The animal/plant link
The plant signal goes from the affected leaf to others, much as (and using similar chemoelectric mechanisms) neuronal and other inter-cellular signals in animals. There are two classes of glutamate receptor in animals; ionotropic glutamate receptors, that form ion channels that operate when the receptor binds to glutamate, and metabotropic GRs, that indirectly activate ion channels when the receptor binds to glutamate (glutamate is an amino acid).  Glutamate receptors in animals are primarily found in the central nervous system and are involved in neurotransmission and, it seems, response to stress.  

The points here are many.  That we have these same receptors shows deep evolutionary connections between plants and animals.  These are old mechanisms involving similar and hence very old genes and cellular activities.  The information transferred by these sorts of means is highly varied.  Ion channels are adjustable pores in the surfaces of cells, that open or close depending on conditions, to adjust the ion concentrations (that is, of charged molecules like calcium or potassium) between the outside and inside of the cell. The changes can adjust the ionic difference within the cell compared to the outside, or the signal can travel along the cell (as in muscle and nerves in animals).  In plants there are no muscles or nerves, but the relevant mechanisms are used to adjust the cell behavior--and to transmit the information about the threat to help other, as yet unaffected tissues in the plant, so they can anticipate an attack and defend themselves.

The authors speculate that "a deeply conserved function for these genes might be to link damage perception to distal protective responses."  But we are observing the mechanism countless millions of years since it arose, and there's really no way to know from today's world what the original function was.  However, the general usages of ion channels suggest, to us, that the original use was 'simple' inside-outside adjustments, and that the warning usage came later.  And plants have their separate mechanisms for immune defense, that we described at the top of this post.
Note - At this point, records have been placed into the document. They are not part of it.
//! ServerHelloDone message (RFC 5246 Section 7.4.5). Empty body.

use crate::codec::Emitter;
use crate::error::{Error, Result};
use crate::protocol::HandshakeType;

/// ServerHelloDone message.
#[derive(Debug, Clone, Copy, PartialEq, Eq, Default)]
pub struct ServerHelloDone;

impl ServerHelloDone {
    /// Append the handshake message to `out`.
    pub fn encode(&self, out: &mut Emitter) -> Result<()> {
        let msg = out.begin_handshake(HandshakeType::ServerHelloDone);
        out.patch_length(msg)
    }

    /// Decode a ServerHelloDone body, which must be empty.
    pub fn decode(body: &[u8]) -> Result<Self> {
        if !body.is_empty() {
            return Err(Error::InvalidMessage(format!(
                "ServerHelloDone has {} byte body",
                body.len()
            )));
        }
        Ok(Self)
    }
}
The plant behaves as an integrated organism, but communication from one part of the plant to another is not the same as having a central nervous system.  We might try to imagine what it feels like to be a plant (normally or when under attack), but even if the plant is a unitary creature, its sensory awareness doesn't have to be 'conscious' or centralized for it to be an example of the integration of many parts into a whole.

No matter how you might want to interpret it, this is but one more instance of similar widespread phenomena with diverse uses.